Hey! I’m Janat, an undergraduate computer science student, and I had a great opportunity to participate in the 2024 Swift Mentorship Program with my mentor, @xedin. The experience was immensely rewarding, and I’m excited to share a brief reflection in the hopes of inspiring other students—or anyone interested in contributing to the Swift compiler—to take the leap into open-source development!
How I Decided What to Work On
When I started, I had no experience with Swift but had a background in compilers from building toy languages and was comfortable with C/C++. Rather than jumping between random bug fixes, I wanted to claim a specific niche and develop deep familiarity with one feature.
While exploring past 2024 GSoC (Google Summer of Code) projects, I found one on "Implementing Property Wrappers with Init Accessors and Macros." It focused on a niche feature, was unclaimed, and aligned with my mentor's expertise. While completing it in 12 weeks was unlikely, I saw it as a chance to learn and make progress. My mentor suggested I start with bug fixes related to property wrappers to build familiarity with the concepts and compiler pipeline before I dive into trying to reimplment the feature.
Accomplishments
My proudest accomplishment was getting my first PR merged that resolved a crash related to property wrappers and their mutability! I was ecstatic, and it gave me the confidence to keep on solving more issues and bugs. By the end of the program, I had a total of 3 PRs merged, each teaching me something new about the codebase and its many moving parts.
Challenges
My toughest challenge was... building the Swift compiler on my machine . I started on a Windows machine (WSL) with only 16GB of soldered RAM, which led to painfully slow builds (the longest taking 9 hours, WSL overhead is to partly blame as well I think). Each attempt ended with linker errors, forcing me to tweak flags, reduce build jobs, and restart the process — only to face the same result and start over. My mentor provided unwavering support, suggesting workarounds like parallelizing builds and adjusting more build flags, but nothing worked. At one point, I genuinely worried I wouldn’t be able to contribute at all and that I was wasting both of our time, as this struggle dragged on for a month...
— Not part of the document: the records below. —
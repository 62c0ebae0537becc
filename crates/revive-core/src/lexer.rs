use thiserror::Error;

/// Why an import lexer could not produce specifiers for a file.
#[derive(Debug, Error)]
pub enum ImportLexError {
    #[error("syntax error at line {line}")]
    Syntax { line: usize },
    #[error("lexer unavailable: {0}")]
    Unavailable(String),
}

/// Trait for the collaborator that lists import specifiers in
/// JavaScript/TypeScript source text.
///
/// Implementations run on worker threads, one call per file.
pub trait ImportLexer: Send + Sync {
    /// Return the specifiers referenced by `source`, in source order.
    ///
    /// `file_name` lets an implementation pick a dialect (e.g. JSX vs. plain TS).
    fn lex_imports(&self, file_name: &str, source: &str) -> Result<Vec<String>, ImportLexError>;
}

/// Lexer that finds nothing. Useful when only Python or markup files are analyzed.
#[derive(Debug, Default, Clone, Copy)]
pub struct NoImports;

impl ImportLexer for NoImports {
    fn lex_imports(&self, _file_name: &str, _source: &str) -> Result<Vec<String>, ImportLexError> {
        Ok(Vec::new())
    }
}
//! `skywatch`: console front-end over `skywatch-core`.
//!
//! Parses arguments, prompts where input is missing, and prints results.
//! Set `RUST_LOG` for diagnostics on stderr.

use clap::Parser;

mod cli;
mod output;

#[tokio::main]
async fn main() -> anyhow::Result<()> {
    tracing_subscriber::fmt()
        .with_env_filter(
            tracing_subscriber::EnvFilter::try_from_default_env()
                .unwrap_or_else(|_| tracing_subscriber::EnvFilter::new("warn")),
        )
        .with_writer(std::io::stderr)
        .init();

    let cmd = cli::Cli::parse();
    cmd.run().await
}
use crate::{
    Config,
    model::{GeocodedPlace, WeatherSnapshot},
    provider::openweather::OpenWeatherProvider,
};
use async_trait::async_trait;
use std::{fmt::Debug, sync::Arc};

pub mod openweather;

/// Remote source of geocoding results and weather snapshots.
#[async_trait]
pub trait WeatherProvider: Send + Sync + Debug {
    /// Free-text place search, at most `limit` results.
    async fn geocode(&self, query: &str, limit: usize) -> anyhow::Result<Vec<GeocodedPlace>>;

    /// Current, hourly and daily weather for a coordinate in metric units.
    async fn one_call(&self, lat: f64, lon: f64) -> anyhow::Result<WeatherSnapshot>;
}

/// Construct the OpenWeatherMap provider from config.
pub fn provider_from_config(config: &Config) -> anyhow::Result<Arc<dyn WeatherProvider>> {
    let api_key = config.api_key()?;

    let provider = OpenWeatherProvider::builder(api_key.to_owned())
        .geocoding_url(&config.geocoding_url)
        .weather_url(&config.weather_url)
        .timeout(config.request_timeout())
        .build()?;

    Ok(Arc::new(provider))
}

#[cfg(test)]
mod tests {
    use super::*;

    #[test]
    fn provider_from_config_errors_when_missing_api_key() {
        let cfg = Config::default();
        let err = provider_from_config(&cfg).unwrap_err();
        assert!(err.to_string().contains("No OpenWeatherMap API key configured"));
    }

    #[test]
    fn provider_from_config_works_when_configured() {
        let mut cfg = Config::default();
        cfg.set_api_key("KEY".to_string());

        let provider = provider_from_config(&cfg);
        assert!(provider.is_ok());
    }
}
//! Human-readable rendering of data-layer results.

use chrono::{DateTime, FixedOffset, Offset, Utc};
use skywatch_core::{
    DataOrigin, Forecast, HistoryEntry, Location,
    format::{compass_direction, format_temperature, format_wind_speed, relative_time},
    model::WeatherSnapshot,
    state::Settings,
};

pub fn print_locations(results: &[Location], favorites: &[Location]) {
    if results.is_empty() {
        println!("No locations found.");
        return;
    }
    for (i, loc) in results.iter().enumerate() {
        let star = if favorites.iter().any(|f| f.id == loc.id) { " *" } else { "" };
        println!("{:>2}. {}{star}  [{}]", i + 1, loc.display_name(), loc.id);
    }
}

pub fn print_favorites(favorites: &[Location], current: Option<&Location>) {
    if favorites.is_empty() {
        println!("No favorites yet.");
        return;
    }
    for loc in favorites {
        let marker = if current.is_some_and(|c| c.id == loc.id) { ">" } else { " " };
        println!("{marker} {}  [{}]", loc.display_name(), loc.id);
    }
}

pub fn print_forecast(title: &str, forecast: &Forecast, settings: &Settings, hours: usize, days: usize) {
    let snapshot = &forecast.snapshot;
    let temp = |c: f64| format_temperature(c, settings.temperature_unit, true);
    let offset = local_offset(snapshot);

    println!("{title}");
    if let DataOrigin::Cache { captured_at, fresh } = forecast.origin {
        let age = relative_time(captured_at, Utc::now());
        let note = if fresh { "offline" } else { "offline, data may be outdated" };
        println!("({note}: showing data from {})", age.to_lowercase());
    }
    println!();

    let current = &snapshot.current;
    let description = current.condition().map(|c| c.description.as_str()).unwrap_or("unknown");
    println!("  {}  {description}", temp(current.temp));
    println!("  Feels like {}", temp(current.feels_like));
    if let Some(today) = snapshot.today() {
        println!("  High {} / Low {}", temp(today.temp.max), temp(today.temp.min));
    }
    println!(
        "  Wind {} {}  Humidity {}%  UV {:.1}",
        format_wind_speed(current.wind_speed, settings.wind_speed_unit, true),
        compass_direction(current.wind_deg),
        current.humidity,
        current.uvi,
    );
    if let (Some(rise), Some(set)) = (current.sunrise_at(), current.sunset_at()) {
        println!("  Sunrise {}  Sunset {}", local(rise, offset, "%H:%M"), local(set, offset, "%H:%M"));
    }

    let hourly = snapshot.next_hours(hours);
    if !hourly.is_empty() {
        println!();
        println!("Hourly");
        for hour in hourly {
            let when = DateTime::from_timestamp(hour.dt, 0)
                .map(|t| local(t, offset, "%H:%M"))
                .unwrap_or_else(|| "--:--".to_string());
            println!("  {when}  {:>6}  {:>3.0}% rain", temp(hour.temp), hour.pop * 100.0);
        }
    }

    let daily = &snapshot.daily[..days.min(snapshot.daily.len())];
    if !daily.is_empty() {
        println!();
        println!("Daily");
        for day in daily {
            let when = DateTime::from_timestamp(day.dt, 0)
                .map(|t| local(t, offset, "%a %d %b"))
                .unwrap_or_else(|| "?".to_string());
            let summary = day.weather.first().map(|w| w.description.as_str()).unwrap_or("");
            println!(
                "  {when}  {:>6} / {:<6}  {summary}",
                temp(day.temp.max),
                temp(day.temp.min)
            );
        }
    }
}

pub fn print_history(entries: &[HistoryEntry], settings: &Settings) {
    if entries.is_empty() {
        println!("No lookups yet.");
        return;
    }
    let now = Utc::now();
    for entry in entries {
        let description = entry.weather.as_ref().map(|w| w.description.as_str()).unwrap_or("");
        println!(
            "{:<14} {}  {} (feels {})  {description}",
            relative_time(entry.timestamp, now),
            entry.location.display_name(),
            format_temperature(entry.temperature, settings.temperature_unit, true),
            format_temperature(entry.feels_like, settings.temperature_unit, true),
        );
    }
}

pub fn print_settings(settings: &Settings) {
    println!("temperature    {:?}", settings.temperature_unit);
    println!("wind           {:?}", settings.wind_speed_unit);
    println!("high contrast  {}", settings.high_contrast);
    println!("font scale     {:.2}", settings.font_scale);
    println!("speech rate    {:.2}", settings.speech_rate);
}

fn local_offset(snapshot: &WeatherSnapshot) -> FixedOffset {
    i32::try_from(snapshot.timezone_offset)
        .ok()
        .and_then(FixedOffset::east_opt)
        .unwrap_or_else(|| Utc.fix())
}

fn local(at: DateTime<Utc>, offset: FixedOffset, fmt: &str) -> String {
    at.with_timezone(&offset).format(fmt).to_string()
}
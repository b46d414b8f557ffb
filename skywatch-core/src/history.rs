//! Capped list of past weather lookups, one entry per location.

use chrono::{DateTime, Utc};
use serde::{Deserialize, Serialize};
use std::sync::Arc;
use tokio::sync::Mutex;

use crate::{
    error::StoreError,
    model::{HistoryEntry, Location, WeatherSnapshot},
    store::{KeyValueStore, load_json, save_json},
};

pub const HISTORY_KEY: &str = "weather-app-history";
pub const HISTORY_LIMIT: usize = 5;

#[derive(Debug, Default, Serialize, Deserialize)]
struct HistoryDocument {
    #[serde(default)]
    history: Vec<HistoryEntry>,
}

#[derive(Debug, Clone)]
pub struct HistoryRecorder {
    store: Arc<dyn KeyValueStore>,
    // Serializes read-modify-write of the persisted list.
    write_lock: Arc<Mutex<()>>,
}

impl HistoryRecorder {
    pub fn new(store: Arc<dyn KeyValueStore>) -> Self {
        Self { store, write_lock: Arc::new(Mutex::new(())) }
    }

    pub async fn record(
        &self,
        location: &Location,
        snapshot: &WeatherSnapshot,
    ) -> Result<HistoryEntry, StoreError> {
        self.record_at(location, snapshot, Utc::now()).await
    }

    pub async fn record_at(
        &self,
        location: &Location,
        snapshot: &WeatherSnapshot,
        now: DateTime<Utc>,
    ) -> Result<HistoryEntry, StoreError> {
        let entry = HistoryEntry::from_snapshot(location, snapshot, now);

        let _guard = self.write_lock.lock().await;
        let mut doc = self.load().await?;
        insert_entry(&mut doc.history, entry.clone(), HISTORY_LIMIT);
        save_json(self.store.as_ref(), HISTORY_KEY, &doc).await?;

        tracing::debug!(location = %entry.location.id, entries = doc.history.len(), "history updated");
        Ok(entry)
    }

    /// All entries, newest first.
    pub async fn list(&self) -> Result<Vec<HistoryEntry>, StoreError> {
        let mut history = self.load().await?.history;
        history.sort_by(|a, b| b.timestamp.cmp(&a.timestamp));
        Ok(history)
    }

    pub async fn clear(&self) -> Result<(), StoreError> {
        let _guard = self.write_lock.lock().await;
        save_json(self.store.as_ref(), HISTORY_KEY, &HistoryDocument::default()).await
    }

    async fn load(&self) -> Result<HistoryDocument, StoreError> {
        Ok(load_json(self.store.as_ref(), HISTORY_KEY).await?.unwrap_or_default())
    }
}

/// Puts `entry` at the front, dropping any older entry for the same location,
/// then keeps the `limit` most recently touched entries.
fn insert_entry(history: &mut Vec<HistoryEntry>, entry: HistoryEntry, limit: usize) {
    history.retain(|existing| existing.location.id != entry.location.id);
    history.insert(0, entry);
    history.truncate(limit);
}
use anyhow::anyhow;
use chrono::{DateTime, Utc};
use std::{sync::Arc, time::Duration};
use tokio_util::task::TaskTracker;

use crate::{
    cache::{CacheEntry, JsonCache, weather_key},
    error::WeatherError,
    history::HistoryRecorder,
    model::WeatherSnapshot,
    provider::WeatherProvider,
    state::LocationState,
    store::KeyValueStore,
};

/// Age after which cached weather is reported as stale. It is still served
/// when the network is unavailable.
pub const WEATHER_TTL: Duration = Duration::from_secs(60 * 60);

#[derive(Debug, Clone, Copy, PartialEq)]
pub enum DataOrigin {
    Network,
    Cache { captured_at: DateTime<Utc>, fresh: bool },
}

#[derive(Debug, Clone, PartialEq)]
pub struct Forecast {
    pub snapshot: WeatherSnapshot,
    pub origin: DataOrigin,
}

impl Forecast {
    /// True when the network failed and cached data was served instead.
    pub fn is_degraded(&self) -> bool {
        matches!(self.origin, DataOrigin::Cache { .. })
    }
}

/// Fetches weather by coordinate, writing through to the cache and falling
/// back to any cached copy when the network call fails.
#[derive(Debug, Clone)]
pub struct WeatherFetchClient {
    provider: Arc<dyn WeatherProvider>,
    cache: JsonCache,
    history: HistoryRecorder,
    locations: Arc<LocationState>,
    timeout: Duration,
    tasks: TaskTracker,
}

impl WeatherFetchClient {
    pub fn new(
        provider: Arc<dyn WeatherProvider>,
        store: Arc<dyn KeyValueStore>,
        history: HistoryRecorder,
        locations: Arc<LocationState>,
        timeout: Duration,
    ) -> Self {
        Self {
            provider,
            cache: JsonCache::new(store),
            history,
            locations,
            timeout,
            tasks: TaskTracker::new(),
        }
    }

    pub async fn fetch(&self, lat: f64, lon: f64) -> Result<WeatherSnapshot, WeatherError> {
        self.fetch_detailed(lat, lon).await.map(|forecast| forecast.snapshot)
    }

    pub async fn fetch_detailed(&self, lat: f64, lon: f64) -> Result<Forecast, WeatherError> {
        self.fetch_with_clock(lat, lon, Utc::now).await
    }

    /// Like [`fetch_detailed`](Self::fetch_detailed) with a fixed clock.
    pub async fn fetch_at(
        &self,
        lat: f64,
        lon: f64,
        now: DateTime<Utc>,
    ) -> Result<Forecast, WeatherError> {
        self.fetch_with_clock(lat, lon, move || now).await
    }

    // The clock is read once the request has finished, so capture times
    // reflect when the data arrived.
    async fn fetch_with_clock(
        &self,
        lat: f64,
        lon: f64,
        clock: impl Fn() -> DateTime<Utc>,
    ) -> Result<Forecast, WeatherError> {
        let key = weather_key(lat, lon);

        let failure = match tokio::time::timeout(self.timeout, self.provider.one_call(lat, lon)).await {
            Ok(Ok(snapshot)) => {
                let captured_at = clock();
                self.cache.write(&key, &snapshot, captured_at).await;
                self.record_in_background(&key, snapshot.clone(), captured_at).await;
                return Ok(Forecast { snapshot, origin: DataOrigin::Network });
            }
            Ok(Err(e)) => e,
            Err(_) => anyhow!("weather request timed out after {:?}", self.timeout),
        };

        tracing::warn!(lat, lon, error = %format!("{failure:#}"), "weather fetch failed, trying cache");

        let now = clock();
        match self.cache.read::<WeatherSnapshot>(&key).await {
            Some(entry) => {
                let fresh = entry.is_fresh(WEATHER_TTL, now);
                if !fresh {
                    tracing::info!(
                        key,
                        age_minutes = entry.age(now).num_minutes(),
                        "cached weather is older than an hour, serving it anyway"
                    );
                }
                Ok(Forecast {
                    snapshot: entry.payload,
                    origin: DataOrigin::Cache { captured_at: entry.captured_at, fresh },
                })
            }
            None => Err(WeatherError::FetchFailed { lat, lon, source: failure }),
        }
    }

    /// Cached weather for a coordinate, whatever its age. Never touches the network.
    pub async fn cached(&self, lat: f64, lon: f64) -> Option<CacheEntry<WeatherSnapshot>> {
        self.cache.read(&weather_key(lat, lon)).await
    }

    /// Waits for pending history writes.
    pub async fn settle(&self) {
        self.tasks.close();
        self.tasks.wait().await;
        self.tasks.reopen();
    }

    /// Files the snapshot under the selected location, if the fetched
    /// coordinate is that location. The write itself is detached.
    async fn record_in_background(&self, key: &str, snapshot: WeatherSnapshot, at: DateTime<Utc>) {
        let Some(location) = self.locations.current().await else {
            tracing::debug!("no location selected, history not recorded");
            return;
        };
        if weather_key(location.lat, location.lon) != key {
            tracing::debug!(key, selected = %location.id, "fetched coordinate is not the selected location, history not recorded");
            return;
        }

        let history = self.history.clone();
        self.tasks.spawn(async move {
            if let Err(e) = history.record_at(&location, &snapshot, at).await {
                tracing::warn!(error = %e, "failed to record weather history");
            }
        });
    }
}

#[cfg(test)]
mod tests {
    use super::*;
    use crate::{
        history::HISTORY_KEY,
        model::Location,
        store::MemoryStore,
        testing::{FailingStore, FakeProvider, sample_snapshot},
    };
    use chrono::TimeDelta;

    const LAT: f64 = -19.1851;
    const LON: f64 = -46.2481;

    struct Harness {
        client: WeatherFetchClient,
        provider: Arc<FakeProvider>,
        locations: Arc<LocationState>,
        history: HistoryRecorder,
    }

    async fn harness(store: Arc<dyn KeyValueStore>) -> Harness {
        let provider = Arc::new(FakeProvider::with_snapshot(sample_snapshot(21.5)));
        let history = HistoryRecorder::new(store.clone());
        let locations = Arc::new(LocationState::load(store.clone()).await.unwrap());
        let client = WeatherFetchClient::new(
            provider.clone(),
            store,
            history.clone(),
            locations.clone(),
            Duration::from_secs(5),
        );
        Harness { client, provider, locations, history }
    }

    fn here() -> Location {
        Location::new("Rio Paranaíba", None, "BR", LAT, LON)
    }

    #[tokio::test]
    async fn network_result_is_returned_and_cached_verbatim() {
        let h = harness(Arc::new(MemoryStore::new())).await;

        let forecast = h.client.fetch_detailed(LAT, LON).await.unwrap();
        assert_eq!(forecast.origin, DataOrigin::Network);
        assert_eq!(forecast.snapshot, sample_snapshot(21.5));

        let cached = h.client.cached(LAT, LON).await.expect("written through");
        assert_eq!(cached.payload, forecast.snapshot);
        assert_eq!(h.provider.weather_calls(), 1);
    }

    #[tokio::test]
    async fn failure_serves_cache_regardless_of_age() {
        let h = harness(Arc::new(MemoryStore::new())).await;
        let t0 = Utc::now();
        h.client.fetch_at(LAT, LON, t0).await.unwrap();

        h.provider.set_failing(true);
        h.provider.set_snapshot(sample_snapshot(-5.0));
        let later = t0 + TimeDelta::days(3);

        let forecast = h.client.fetch_at(LAT, LON, later).await.unwrap();
        assert_eq!(forecast.snapshot, sample_snapshot(21.5));
        assert_eq!(forecast.origin, DataOrigin::Cache { captured_at: truncate_ms(t0), fresh: false });
        assert!(forecast.is_degraded());
    }

    #[tokio::test]
    async fn failure_within_the_hour_reports_fresh_cache() {
        let h = harness(Arc::new(MemoryStore::new())).await;
        let t0 = Utc::now();
        h.client.fetch_at(LAT, LON, t0).await.unwrap();
        h.provider.set_failing(true);

        let forecast = h.client.fetch_at(LAT, LON, t0 + TimeDelta::minutes(30)).await.unwrap();
        assert!(matches!(forecast.origin, DataOrigin::Cache { fresh: true, .. }));
    }

    #[tokio::test]
    async fn failure_without_cache_is_fetch_failed() {
        let h = harness(Arc::new(MemoryStore::new())).await;
        h.provider.set_failing(true);

        let err = h.client.fetch(LAT, LON).await.unwrap_err();
        assert!(matches!(err, WeatherError::FetchFailed { lat, lon, .. } if lat == LAT && lon == LON));
    }

    #[tokio::test]
    async fn cache_for_other_coordinates_is_not_used() {
        let h = harness(Arc::new(MemoryStore::new())).await;
        h.client.fetch(LAT, LON).await.unwrap();
        h.provider.set_failing(true);

        assert!(h.client.fetch(LAT, LON + 0.0001).await.is_err());
    }

    #[tokio::test]
    async fn success_records_history_for_current_location() {
        let h = harness(Arc::new(MemoryStore::new())).await;
        h.locations.set_current(here()).await.unwrap();

        h.client.fetch(LAT, LON).await.unwrap();
        h.client.settle().await;

        let entries = h.history.list().await.unwrap();
        assert_eq!(entries.len(), 1);
        assert_eq!(entries[0].location, here());
        assert_eq!(entries[0].temperature, 21.5);
    }

    #[tokio::test]
    async fn other_coordinate_is_not_filed_under_the_selected_location() {
        let h = harness(Arc::new(MemoryStore::new())).await;
        h.locations.set_current(here()).await.unwrap();

        h.client.fetch(64.1, -21.9).await.unwrap();
        h.client.settle().await;

        assert!(h.history.list().await.unwrap().is_empty());
        assert!(h.client.cached(64.1, -21.9).await.is_some());
    }

    #[tokio::test]
    async fn history_uses_the_location_selected_when_the_fetch_succeeded() {
        let h = harness(Arc::new(MemoryStore::new())).await;
        h.locations.set_current(here()).await.unwrap();

        h.client.fetch(LAT, LON).await.unwrap();
        let elsewhere = Location::new("Lisbon", None, "PT", 38.7223, -9.1393);
        h.locations.set_current(elsewhere).await.unwrap();
        h.client.settle().await;

        let entries = h.history.list().await.unwrap();
        assert_eq!(entries.len(), 1);
        assert_eq!(entries[0].location, here());
    }

    #[tokio::test]
    async fn capture_time_is_taken_after_the_response() {
        let h = harness(Arc::new(MemoryStore::new())).await;
        h.locations.set_current(here()).await.unwrap();
        h.provider.set_delay(Duration::from_millis(300));

        let before = Utc::now();
        h.client.fetch(LAT, LON).await.unwrap();
        h.client.settle().await;

        let earliest = truncate_ms(before) + TimeDelta::milliseconds(300);
        assert!(h.client.cached(LAT, LON).await.unwrap().captured_at >= earliest);
        assert!(h.history.list().await.unwrap()[0].timestamp >= earliest);
    }

    #[tokio::test]
    async fn no_selected_location_skips_history() {
        let h = harness(Arc::new(MemoryStore::new())).await;

        h.client.fetch(LAT, LON).await.unwrap();
        h.client.settle().await;

        assert!(h.history.list().await.unwrap().is_empty());
    }

    #[tokio::test]
    async fn served_from_cache_does_not_touch_history() {
        let h = harness(Arc::new(MemoryStore::new())).await;
        h.client.fetch(LAT, LON).await.unwrap();
        h.client.settle().await;

        h.locations.set_current(here()).await.unwrap();
        h.provider.set_failing(true);
        h.client.fetch(LAT, LON).await.unwrap();
        h.client.settle().await;

        assert!(h.history.list().await.unwrap().is_empty());
    }

    #[tokio::test]
    async fn history_failure_does_not_reach_the_caller() {
        let h = harness(Arc::new(FailingStore::failing_key(HISTORY_KEY))).await;
        h.locations.set_current(here()).await.unwrap();

        let snapshot = h.client.fetch(LAT, LON).await.unwrap();
        h.client.settle().await;

        assert_eq!(snapshot, sample_snapshot(21.5));
        assert!(h.history.list().await.unwrap().is_empty());
    }

    #[tokio::test]
    async fn cache_write_failure_does_not_reach_the_caller() {
        let h = harness(Arc::new(FailingStore::failing_all())).await;

        assert!(h.client.fetch(LAT, LON).await.is_ok());
        assert!(h.client.cached(LAT, LON).await.is_none());
    }

    #[tokio::test(start_paused = true)]
    async fn timeout_falls_back_to_cache() {
        let h = harness(Arc::new(MemoryStore::new())).await;
        h.client.fetch(LAT, LON).await.unwrap();

        h.provider.set_delay(Duration::from_secs(60));
        let forecast = h.client.fetch_detailed(LAT, LON).await.unwrap();
        assert!(forecast.is_degraded());
    }

    #[tokio::test(start_paused = true)]
    async fn timeout_without_cache_is_fetch_failed() {
        let h = harness(Arc::new(MemoryStore::new())).await;
        h.provider.set_delay(Duration::from_secs(60));

        let err = h.client.fetch(LAT, LON).await.unwrap_err();
        assert!(format!("{err:#}").contains("timed out"));
    }

    fn truncate_ms(t: DateTime<Utc>) -> DateTime<Utc> {
        DateTime::<Utc>::from_timestamp_millis(t.timestamp_millis()).unwrap()
    }
}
Luckily, however, while expressing my frustrations to my sister about my worries that I wouldn’t be able to contribute, she kindly offered to let me borrow her Mac Studio. Everything built flawlessly on the Mac. While I lost a month of the mentorship battling build errors, I was determined to make the most of the remaining weeks.
When I finally had my environment properly set up, navigating the swift codebase was the next step. It was daunting at first, but my prior experience tinkering with compilers and my mentor’s consistent guidance made it far more manageable. To start, I was given a clear overview of key files and directories, helping me focus on the most relevant parts of the codebase.
Biggest Takeaway
The most important lesson I learned was the value of being aware of and utilizing the available compiler debugging tools. These tools proved invaluable, especially when tracing errors across the Sema phase and constraint system.
With my mentor's guidance, I became much more proficient in using LLDB and setting effective breakpoints for debugging. Pavel would often share his screen, demonstrating his approach while introducing me to essential LLDB commands like bt
(backtrace) to trace function calls and .dump()
to inspect internal states. Observing how an experienced developer approached complex problems gave me valuable insights into how to tackle them effectively and which tools to prioritize for different debugging scenarios.
What’s Next?
Although the mentorship has ended, I’m continuing to explore the reimplementation of property wrappers — the GSoC project that initially caught my interest. It’s an ambitious goal, but I’ve already started tinkering with it and am still in touch with my mentor who graciously agreed to continue to help provide guidance!
Final Thoughts
I’m incredibly grateful to have been part of this program. Reflecting on everything I learned, I realize just how impactful having a mentor was — what I achieved in this short time would have taken far longer on my own.
Special thanks to my mentor @xedin whose support, patience, and thoughtful guidance made all the difference . He challenged me to think critically about the design of my solutions and shared best practices that elevated my approach to development.
A heartfelt thank you as well to everyone who helped organize this program and made this experience possible!